▶ _Description of the task_: Would you count the lines below that contain the string "true" and reply with that number only?

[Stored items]
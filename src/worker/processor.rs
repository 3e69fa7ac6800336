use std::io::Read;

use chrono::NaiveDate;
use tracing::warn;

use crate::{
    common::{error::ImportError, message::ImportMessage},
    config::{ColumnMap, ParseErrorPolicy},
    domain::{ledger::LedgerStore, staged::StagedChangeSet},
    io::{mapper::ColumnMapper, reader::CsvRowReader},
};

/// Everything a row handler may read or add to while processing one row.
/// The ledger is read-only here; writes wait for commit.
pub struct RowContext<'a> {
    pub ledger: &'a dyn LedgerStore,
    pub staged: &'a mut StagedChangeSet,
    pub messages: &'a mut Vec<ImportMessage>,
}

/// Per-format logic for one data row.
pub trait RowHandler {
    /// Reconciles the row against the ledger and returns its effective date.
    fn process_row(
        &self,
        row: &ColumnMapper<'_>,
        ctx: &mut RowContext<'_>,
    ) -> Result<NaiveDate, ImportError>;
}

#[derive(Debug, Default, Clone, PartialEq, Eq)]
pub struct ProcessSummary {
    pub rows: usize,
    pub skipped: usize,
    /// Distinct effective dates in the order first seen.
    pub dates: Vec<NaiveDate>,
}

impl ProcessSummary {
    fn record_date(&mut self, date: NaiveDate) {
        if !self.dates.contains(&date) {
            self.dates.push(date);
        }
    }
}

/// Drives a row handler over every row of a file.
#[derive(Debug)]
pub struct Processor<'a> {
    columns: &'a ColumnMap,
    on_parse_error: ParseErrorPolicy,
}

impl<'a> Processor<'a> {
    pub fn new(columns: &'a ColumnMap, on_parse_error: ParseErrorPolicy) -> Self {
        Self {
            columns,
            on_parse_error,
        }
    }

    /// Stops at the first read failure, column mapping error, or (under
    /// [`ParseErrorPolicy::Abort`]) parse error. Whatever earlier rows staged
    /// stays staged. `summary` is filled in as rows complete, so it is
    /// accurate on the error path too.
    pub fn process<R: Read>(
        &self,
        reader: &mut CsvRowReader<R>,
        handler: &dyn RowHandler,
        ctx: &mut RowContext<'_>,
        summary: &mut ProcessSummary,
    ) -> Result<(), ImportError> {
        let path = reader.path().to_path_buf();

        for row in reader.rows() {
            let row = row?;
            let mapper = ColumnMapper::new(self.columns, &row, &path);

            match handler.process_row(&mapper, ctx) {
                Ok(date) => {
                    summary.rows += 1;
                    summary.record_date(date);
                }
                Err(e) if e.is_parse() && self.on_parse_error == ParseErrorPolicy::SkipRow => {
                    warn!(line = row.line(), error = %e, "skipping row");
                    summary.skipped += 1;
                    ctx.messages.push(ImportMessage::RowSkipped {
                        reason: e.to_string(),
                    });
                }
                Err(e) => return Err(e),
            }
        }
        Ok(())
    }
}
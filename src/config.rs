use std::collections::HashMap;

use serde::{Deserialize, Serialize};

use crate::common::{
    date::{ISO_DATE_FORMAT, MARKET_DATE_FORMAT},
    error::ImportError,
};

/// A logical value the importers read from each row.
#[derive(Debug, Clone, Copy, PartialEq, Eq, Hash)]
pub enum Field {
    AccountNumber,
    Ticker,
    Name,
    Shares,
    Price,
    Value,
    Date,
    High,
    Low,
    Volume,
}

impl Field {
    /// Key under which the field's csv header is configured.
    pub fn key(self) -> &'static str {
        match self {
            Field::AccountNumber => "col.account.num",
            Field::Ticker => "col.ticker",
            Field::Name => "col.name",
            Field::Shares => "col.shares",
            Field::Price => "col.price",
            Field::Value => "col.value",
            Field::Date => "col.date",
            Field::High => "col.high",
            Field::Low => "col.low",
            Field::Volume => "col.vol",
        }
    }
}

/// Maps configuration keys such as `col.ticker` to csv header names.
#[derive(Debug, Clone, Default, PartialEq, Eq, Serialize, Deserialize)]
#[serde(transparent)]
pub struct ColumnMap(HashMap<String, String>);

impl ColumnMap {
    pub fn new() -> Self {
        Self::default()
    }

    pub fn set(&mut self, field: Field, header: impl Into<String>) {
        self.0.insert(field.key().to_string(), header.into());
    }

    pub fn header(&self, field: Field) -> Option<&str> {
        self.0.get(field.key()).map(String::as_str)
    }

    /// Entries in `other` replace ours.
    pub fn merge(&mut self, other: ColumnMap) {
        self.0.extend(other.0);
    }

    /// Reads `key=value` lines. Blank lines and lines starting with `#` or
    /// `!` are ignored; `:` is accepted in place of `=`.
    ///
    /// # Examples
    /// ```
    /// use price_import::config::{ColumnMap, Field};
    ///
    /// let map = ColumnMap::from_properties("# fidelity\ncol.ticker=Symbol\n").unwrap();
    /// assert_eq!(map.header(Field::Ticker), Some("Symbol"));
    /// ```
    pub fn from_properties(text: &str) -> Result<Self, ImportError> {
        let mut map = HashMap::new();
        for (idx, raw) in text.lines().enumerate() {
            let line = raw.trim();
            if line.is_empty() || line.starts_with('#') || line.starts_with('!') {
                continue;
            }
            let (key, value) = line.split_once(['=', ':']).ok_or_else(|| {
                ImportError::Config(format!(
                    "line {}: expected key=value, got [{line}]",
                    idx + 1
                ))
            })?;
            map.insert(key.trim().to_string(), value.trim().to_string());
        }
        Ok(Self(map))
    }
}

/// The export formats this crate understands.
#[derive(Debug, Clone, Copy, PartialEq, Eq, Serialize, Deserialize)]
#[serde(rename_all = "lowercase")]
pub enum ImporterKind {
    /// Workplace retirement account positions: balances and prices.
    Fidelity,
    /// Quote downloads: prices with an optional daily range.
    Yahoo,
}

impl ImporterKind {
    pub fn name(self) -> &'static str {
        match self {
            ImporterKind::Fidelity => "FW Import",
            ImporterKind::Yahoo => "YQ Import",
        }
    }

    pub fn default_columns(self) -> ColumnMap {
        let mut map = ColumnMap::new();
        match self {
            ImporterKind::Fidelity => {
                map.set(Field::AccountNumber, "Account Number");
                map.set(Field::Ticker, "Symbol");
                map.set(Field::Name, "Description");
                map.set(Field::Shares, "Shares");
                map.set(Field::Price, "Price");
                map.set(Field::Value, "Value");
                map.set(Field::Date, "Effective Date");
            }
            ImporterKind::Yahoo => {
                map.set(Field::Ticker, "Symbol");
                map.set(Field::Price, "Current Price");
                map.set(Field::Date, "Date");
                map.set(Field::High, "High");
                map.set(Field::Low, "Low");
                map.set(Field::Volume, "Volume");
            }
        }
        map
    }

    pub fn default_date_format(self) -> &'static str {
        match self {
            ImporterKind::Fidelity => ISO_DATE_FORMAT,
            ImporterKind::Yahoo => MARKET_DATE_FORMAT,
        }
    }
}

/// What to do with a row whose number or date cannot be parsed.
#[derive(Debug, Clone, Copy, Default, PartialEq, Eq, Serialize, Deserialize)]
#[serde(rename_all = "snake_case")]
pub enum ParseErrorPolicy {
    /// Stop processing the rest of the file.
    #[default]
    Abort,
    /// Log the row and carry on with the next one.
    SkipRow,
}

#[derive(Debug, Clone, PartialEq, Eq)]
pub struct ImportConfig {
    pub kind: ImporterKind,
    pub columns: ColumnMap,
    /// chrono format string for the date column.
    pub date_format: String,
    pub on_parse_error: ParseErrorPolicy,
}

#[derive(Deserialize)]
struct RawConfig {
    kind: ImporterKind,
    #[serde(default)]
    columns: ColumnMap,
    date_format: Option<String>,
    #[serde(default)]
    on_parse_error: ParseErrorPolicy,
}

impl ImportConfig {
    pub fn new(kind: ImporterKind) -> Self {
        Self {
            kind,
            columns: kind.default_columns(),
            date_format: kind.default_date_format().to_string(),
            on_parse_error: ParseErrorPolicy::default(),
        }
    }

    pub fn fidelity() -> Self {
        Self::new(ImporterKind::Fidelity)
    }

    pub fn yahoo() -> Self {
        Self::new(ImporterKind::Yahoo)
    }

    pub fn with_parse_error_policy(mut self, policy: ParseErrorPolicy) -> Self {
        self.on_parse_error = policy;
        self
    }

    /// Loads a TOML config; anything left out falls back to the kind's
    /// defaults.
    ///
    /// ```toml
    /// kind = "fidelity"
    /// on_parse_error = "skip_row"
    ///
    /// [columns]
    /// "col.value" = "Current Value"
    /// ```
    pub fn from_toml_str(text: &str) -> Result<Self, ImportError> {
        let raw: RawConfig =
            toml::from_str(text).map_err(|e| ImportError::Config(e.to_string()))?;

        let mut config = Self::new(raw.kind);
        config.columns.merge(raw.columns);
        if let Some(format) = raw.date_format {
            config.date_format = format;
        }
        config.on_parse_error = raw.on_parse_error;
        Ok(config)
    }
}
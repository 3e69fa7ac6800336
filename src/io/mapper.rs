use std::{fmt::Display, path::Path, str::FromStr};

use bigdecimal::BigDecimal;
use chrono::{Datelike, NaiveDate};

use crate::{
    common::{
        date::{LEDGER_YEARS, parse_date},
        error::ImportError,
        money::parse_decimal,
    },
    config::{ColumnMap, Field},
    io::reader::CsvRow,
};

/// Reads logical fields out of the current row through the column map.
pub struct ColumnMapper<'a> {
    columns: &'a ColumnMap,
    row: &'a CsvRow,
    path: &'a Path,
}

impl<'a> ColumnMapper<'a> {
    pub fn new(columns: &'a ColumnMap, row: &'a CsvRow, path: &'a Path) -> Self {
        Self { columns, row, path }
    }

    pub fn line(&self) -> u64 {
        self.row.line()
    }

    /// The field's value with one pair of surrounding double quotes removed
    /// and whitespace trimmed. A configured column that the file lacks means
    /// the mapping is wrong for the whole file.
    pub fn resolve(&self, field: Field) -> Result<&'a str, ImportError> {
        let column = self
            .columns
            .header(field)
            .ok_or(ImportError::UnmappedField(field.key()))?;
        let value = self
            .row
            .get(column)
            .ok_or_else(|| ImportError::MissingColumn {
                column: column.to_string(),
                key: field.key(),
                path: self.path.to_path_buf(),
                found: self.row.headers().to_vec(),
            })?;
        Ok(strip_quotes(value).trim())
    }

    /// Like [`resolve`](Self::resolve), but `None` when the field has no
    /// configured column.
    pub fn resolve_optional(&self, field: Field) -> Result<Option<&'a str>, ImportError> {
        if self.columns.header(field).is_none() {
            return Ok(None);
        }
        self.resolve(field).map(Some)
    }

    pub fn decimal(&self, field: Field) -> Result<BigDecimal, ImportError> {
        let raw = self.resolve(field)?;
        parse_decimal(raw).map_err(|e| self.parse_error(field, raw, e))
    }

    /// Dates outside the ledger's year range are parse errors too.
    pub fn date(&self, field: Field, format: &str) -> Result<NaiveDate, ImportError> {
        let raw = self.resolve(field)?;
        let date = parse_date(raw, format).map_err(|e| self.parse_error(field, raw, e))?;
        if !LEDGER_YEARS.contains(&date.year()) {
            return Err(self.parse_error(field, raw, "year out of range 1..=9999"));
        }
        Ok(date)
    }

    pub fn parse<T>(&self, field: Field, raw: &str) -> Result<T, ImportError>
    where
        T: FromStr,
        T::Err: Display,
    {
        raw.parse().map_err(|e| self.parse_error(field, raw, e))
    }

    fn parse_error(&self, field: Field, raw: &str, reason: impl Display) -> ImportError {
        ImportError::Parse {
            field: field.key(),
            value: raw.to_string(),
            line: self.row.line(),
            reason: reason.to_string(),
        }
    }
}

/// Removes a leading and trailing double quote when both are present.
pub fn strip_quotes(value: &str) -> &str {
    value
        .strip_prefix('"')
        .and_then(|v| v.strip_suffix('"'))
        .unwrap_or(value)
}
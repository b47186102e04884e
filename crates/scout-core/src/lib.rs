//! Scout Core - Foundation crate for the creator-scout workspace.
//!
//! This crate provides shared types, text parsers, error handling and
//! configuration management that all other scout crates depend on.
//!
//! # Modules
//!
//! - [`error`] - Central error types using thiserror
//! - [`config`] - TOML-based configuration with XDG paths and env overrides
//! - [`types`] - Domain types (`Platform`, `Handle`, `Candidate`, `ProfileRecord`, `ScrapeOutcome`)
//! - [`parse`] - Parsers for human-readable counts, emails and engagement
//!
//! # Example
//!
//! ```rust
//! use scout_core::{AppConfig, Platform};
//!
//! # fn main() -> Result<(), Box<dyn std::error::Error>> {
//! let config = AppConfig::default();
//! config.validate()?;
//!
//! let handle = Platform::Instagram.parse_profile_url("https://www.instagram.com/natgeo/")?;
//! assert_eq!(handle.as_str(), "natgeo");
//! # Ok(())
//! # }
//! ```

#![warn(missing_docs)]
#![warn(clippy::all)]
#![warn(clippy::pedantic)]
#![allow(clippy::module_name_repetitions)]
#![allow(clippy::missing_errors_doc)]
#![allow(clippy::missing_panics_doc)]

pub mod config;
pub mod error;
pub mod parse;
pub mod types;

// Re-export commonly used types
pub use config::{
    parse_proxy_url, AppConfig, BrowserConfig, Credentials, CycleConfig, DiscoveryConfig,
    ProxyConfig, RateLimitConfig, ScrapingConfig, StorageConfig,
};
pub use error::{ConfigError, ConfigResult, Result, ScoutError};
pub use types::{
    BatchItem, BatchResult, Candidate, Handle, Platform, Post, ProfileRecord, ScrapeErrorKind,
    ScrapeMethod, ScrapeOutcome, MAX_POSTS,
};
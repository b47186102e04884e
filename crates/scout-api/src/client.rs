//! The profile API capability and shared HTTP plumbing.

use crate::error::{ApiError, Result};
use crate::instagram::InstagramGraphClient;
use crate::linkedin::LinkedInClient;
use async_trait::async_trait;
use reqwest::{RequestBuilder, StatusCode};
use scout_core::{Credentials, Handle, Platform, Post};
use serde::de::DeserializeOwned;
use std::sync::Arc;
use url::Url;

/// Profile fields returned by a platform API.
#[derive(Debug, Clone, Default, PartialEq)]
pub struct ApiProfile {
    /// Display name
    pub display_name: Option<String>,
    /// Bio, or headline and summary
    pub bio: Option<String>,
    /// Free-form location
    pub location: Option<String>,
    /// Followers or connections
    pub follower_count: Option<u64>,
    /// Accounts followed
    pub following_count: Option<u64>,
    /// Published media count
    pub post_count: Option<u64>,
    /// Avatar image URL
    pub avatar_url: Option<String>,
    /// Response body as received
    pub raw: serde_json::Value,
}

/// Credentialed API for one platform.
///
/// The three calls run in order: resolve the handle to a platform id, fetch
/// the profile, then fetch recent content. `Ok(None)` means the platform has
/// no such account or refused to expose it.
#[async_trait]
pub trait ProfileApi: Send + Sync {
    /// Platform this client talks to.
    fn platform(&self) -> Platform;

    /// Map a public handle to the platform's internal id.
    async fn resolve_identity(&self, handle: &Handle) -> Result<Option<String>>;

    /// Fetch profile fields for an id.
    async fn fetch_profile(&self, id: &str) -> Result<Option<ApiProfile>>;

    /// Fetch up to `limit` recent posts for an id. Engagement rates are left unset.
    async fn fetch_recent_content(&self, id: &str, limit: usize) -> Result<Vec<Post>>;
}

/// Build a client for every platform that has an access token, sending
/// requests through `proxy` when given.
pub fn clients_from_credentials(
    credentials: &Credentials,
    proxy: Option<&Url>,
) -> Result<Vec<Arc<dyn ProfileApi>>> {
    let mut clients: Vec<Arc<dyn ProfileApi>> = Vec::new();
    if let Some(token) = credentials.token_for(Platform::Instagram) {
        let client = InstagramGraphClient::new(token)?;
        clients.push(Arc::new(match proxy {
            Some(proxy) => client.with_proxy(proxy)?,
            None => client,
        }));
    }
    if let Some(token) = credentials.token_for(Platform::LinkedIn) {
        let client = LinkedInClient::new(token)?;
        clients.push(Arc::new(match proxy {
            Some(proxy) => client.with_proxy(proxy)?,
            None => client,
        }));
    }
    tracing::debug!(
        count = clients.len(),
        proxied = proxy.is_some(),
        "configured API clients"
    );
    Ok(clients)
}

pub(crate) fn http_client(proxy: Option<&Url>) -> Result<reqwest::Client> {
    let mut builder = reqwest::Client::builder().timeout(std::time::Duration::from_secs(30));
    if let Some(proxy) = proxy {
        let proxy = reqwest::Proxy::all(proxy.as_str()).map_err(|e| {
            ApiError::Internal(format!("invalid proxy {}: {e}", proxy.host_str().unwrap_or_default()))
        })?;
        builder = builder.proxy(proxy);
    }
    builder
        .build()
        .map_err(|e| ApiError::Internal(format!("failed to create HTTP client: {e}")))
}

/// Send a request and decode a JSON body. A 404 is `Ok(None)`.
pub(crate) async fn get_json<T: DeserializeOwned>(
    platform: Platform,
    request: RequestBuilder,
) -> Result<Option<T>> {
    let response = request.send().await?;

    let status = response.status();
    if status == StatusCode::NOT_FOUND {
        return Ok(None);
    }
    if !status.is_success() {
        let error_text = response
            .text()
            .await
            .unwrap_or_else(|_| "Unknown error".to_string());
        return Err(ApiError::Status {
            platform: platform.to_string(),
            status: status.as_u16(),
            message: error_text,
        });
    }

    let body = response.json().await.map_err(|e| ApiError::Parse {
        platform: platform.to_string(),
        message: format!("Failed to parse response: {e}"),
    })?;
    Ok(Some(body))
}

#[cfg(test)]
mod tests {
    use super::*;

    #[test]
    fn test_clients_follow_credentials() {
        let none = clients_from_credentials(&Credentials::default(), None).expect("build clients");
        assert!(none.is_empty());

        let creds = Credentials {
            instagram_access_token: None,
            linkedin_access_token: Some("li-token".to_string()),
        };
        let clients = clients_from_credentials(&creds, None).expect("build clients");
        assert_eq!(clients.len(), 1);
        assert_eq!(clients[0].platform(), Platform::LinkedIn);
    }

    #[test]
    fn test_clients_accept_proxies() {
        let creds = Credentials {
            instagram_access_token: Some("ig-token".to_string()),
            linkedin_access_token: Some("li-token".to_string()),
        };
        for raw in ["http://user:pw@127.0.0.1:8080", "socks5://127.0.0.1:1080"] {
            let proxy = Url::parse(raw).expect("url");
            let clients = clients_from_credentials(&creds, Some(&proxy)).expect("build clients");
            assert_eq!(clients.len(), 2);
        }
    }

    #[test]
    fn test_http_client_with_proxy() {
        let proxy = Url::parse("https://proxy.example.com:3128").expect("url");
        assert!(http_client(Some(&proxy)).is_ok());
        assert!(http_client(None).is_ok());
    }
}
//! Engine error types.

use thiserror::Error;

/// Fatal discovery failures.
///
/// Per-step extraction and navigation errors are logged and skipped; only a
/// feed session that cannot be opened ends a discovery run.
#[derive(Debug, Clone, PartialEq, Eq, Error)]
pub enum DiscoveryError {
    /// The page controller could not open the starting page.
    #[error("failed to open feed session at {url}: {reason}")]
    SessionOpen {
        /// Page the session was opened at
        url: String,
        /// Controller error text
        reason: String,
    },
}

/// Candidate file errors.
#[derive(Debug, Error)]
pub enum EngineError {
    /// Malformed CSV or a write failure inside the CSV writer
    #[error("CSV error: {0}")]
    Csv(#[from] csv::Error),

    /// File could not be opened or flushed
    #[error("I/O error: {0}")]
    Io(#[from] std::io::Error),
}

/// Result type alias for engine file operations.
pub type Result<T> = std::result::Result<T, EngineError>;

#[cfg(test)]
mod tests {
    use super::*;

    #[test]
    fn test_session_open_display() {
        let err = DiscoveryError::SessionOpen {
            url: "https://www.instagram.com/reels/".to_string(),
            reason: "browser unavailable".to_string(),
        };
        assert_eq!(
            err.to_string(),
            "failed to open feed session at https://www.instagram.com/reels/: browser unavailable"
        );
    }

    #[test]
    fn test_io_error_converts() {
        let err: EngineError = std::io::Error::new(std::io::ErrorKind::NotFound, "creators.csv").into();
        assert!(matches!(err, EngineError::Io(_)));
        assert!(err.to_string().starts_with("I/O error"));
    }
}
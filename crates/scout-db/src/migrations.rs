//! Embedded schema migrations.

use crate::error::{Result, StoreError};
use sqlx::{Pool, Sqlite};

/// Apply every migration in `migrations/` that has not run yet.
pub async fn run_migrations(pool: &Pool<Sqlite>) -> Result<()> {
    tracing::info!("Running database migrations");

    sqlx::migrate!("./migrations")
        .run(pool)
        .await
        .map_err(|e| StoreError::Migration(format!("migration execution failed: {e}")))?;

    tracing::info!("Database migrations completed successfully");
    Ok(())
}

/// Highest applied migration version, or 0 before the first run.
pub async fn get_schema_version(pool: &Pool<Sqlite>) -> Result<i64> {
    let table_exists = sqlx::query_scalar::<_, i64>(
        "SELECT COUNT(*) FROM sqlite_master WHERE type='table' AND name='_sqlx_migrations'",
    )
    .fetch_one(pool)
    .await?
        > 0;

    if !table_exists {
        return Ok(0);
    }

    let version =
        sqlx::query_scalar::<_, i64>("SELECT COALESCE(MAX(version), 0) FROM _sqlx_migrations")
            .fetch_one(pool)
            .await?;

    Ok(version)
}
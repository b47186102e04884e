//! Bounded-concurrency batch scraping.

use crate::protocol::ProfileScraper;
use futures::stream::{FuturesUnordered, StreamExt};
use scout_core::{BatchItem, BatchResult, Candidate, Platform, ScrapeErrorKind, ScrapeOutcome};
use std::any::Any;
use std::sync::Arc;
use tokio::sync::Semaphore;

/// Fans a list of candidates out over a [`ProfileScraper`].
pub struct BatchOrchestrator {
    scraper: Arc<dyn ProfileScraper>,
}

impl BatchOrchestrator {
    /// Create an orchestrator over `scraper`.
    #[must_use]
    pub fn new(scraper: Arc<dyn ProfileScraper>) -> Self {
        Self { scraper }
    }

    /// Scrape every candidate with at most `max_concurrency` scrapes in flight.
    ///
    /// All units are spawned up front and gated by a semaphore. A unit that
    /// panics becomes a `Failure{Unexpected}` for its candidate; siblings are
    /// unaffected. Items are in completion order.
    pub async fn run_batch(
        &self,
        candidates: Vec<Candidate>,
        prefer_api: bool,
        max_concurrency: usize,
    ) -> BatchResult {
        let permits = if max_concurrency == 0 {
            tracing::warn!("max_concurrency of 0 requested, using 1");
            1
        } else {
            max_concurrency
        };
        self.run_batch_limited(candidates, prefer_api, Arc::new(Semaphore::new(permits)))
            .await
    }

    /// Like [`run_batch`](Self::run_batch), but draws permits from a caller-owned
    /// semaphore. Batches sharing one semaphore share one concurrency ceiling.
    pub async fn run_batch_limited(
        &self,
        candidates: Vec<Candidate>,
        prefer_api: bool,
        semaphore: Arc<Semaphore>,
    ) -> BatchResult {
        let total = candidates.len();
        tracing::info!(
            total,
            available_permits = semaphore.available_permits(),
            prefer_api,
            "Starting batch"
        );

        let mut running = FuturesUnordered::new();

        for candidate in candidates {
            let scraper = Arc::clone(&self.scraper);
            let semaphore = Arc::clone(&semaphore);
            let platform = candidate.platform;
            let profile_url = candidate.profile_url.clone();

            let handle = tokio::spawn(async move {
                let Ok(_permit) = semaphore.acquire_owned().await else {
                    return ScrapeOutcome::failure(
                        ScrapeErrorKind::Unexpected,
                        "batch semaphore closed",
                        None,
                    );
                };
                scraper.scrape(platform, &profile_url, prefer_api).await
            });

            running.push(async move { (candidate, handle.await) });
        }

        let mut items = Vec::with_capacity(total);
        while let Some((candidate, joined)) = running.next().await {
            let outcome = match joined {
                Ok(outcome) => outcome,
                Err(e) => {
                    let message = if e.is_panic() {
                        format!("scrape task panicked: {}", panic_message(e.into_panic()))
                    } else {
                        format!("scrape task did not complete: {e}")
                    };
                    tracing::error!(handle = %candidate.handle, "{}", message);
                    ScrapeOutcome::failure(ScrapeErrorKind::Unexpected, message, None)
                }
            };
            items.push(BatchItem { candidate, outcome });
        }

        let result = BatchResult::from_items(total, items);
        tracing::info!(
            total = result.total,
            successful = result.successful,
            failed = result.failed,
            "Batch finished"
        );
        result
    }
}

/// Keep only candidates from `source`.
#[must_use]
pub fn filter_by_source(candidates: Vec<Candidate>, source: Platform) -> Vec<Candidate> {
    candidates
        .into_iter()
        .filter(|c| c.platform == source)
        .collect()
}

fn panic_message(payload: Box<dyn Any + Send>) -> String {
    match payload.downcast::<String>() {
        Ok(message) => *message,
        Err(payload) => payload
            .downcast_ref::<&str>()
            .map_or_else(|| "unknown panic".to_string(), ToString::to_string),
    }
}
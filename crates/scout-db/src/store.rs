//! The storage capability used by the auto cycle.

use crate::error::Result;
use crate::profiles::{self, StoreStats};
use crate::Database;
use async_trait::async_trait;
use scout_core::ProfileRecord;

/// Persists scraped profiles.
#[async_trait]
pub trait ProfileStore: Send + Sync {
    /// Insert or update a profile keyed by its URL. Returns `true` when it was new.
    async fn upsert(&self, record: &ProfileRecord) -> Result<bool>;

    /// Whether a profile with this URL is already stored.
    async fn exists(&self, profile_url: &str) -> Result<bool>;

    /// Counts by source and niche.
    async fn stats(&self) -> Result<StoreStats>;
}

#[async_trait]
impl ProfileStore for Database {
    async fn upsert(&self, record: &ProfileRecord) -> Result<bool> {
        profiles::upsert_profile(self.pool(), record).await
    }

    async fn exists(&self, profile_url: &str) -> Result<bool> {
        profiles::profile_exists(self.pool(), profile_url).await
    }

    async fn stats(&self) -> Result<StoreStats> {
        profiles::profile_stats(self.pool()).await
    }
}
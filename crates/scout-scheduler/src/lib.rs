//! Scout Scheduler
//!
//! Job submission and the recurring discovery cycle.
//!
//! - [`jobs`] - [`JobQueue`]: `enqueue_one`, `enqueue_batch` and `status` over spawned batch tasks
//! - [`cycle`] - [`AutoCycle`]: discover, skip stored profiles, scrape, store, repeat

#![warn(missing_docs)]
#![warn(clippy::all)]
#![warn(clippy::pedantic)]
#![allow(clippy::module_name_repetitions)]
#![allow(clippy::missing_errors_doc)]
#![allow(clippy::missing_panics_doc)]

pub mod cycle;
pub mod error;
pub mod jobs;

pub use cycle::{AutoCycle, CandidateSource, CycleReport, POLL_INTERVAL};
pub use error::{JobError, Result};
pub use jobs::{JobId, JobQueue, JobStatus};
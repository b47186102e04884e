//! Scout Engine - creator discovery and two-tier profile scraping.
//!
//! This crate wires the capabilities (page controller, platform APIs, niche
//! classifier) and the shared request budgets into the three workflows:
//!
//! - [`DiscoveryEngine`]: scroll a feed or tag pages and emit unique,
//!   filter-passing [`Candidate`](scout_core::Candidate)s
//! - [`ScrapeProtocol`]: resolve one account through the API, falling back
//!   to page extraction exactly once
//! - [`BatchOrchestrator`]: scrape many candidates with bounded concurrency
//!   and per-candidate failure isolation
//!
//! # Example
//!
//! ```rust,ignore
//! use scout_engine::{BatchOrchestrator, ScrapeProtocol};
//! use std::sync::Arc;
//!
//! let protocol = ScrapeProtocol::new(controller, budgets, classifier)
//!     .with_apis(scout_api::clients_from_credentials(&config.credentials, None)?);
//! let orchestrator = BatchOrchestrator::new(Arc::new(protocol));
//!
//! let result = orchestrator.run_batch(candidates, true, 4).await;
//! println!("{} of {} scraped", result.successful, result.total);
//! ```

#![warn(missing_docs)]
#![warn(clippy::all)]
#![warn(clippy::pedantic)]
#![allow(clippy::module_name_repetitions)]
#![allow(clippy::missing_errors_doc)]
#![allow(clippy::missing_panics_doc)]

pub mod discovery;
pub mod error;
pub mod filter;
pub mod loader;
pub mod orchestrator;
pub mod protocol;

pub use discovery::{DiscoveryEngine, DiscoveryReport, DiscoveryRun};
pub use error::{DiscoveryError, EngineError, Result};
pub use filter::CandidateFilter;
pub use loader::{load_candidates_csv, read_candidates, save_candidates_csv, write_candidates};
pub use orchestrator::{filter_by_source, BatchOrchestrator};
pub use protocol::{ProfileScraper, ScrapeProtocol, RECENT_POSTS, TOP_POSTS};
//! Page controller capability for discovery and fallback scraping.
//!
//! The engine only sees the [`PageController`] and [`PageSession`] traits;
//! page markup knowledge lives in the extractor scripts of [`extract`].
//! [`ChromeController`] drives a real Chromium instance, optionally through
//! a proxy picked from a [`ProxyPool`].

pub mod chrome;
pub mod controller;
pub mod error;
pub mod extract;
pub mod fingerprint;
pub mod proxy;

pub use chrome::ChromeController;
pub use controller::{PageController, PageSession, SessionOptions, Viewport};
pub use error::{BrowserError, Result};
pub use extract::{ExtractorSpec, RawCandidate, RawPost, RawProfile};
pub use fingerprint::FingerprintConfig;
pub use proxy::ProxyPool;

▶ _Your solution_: 2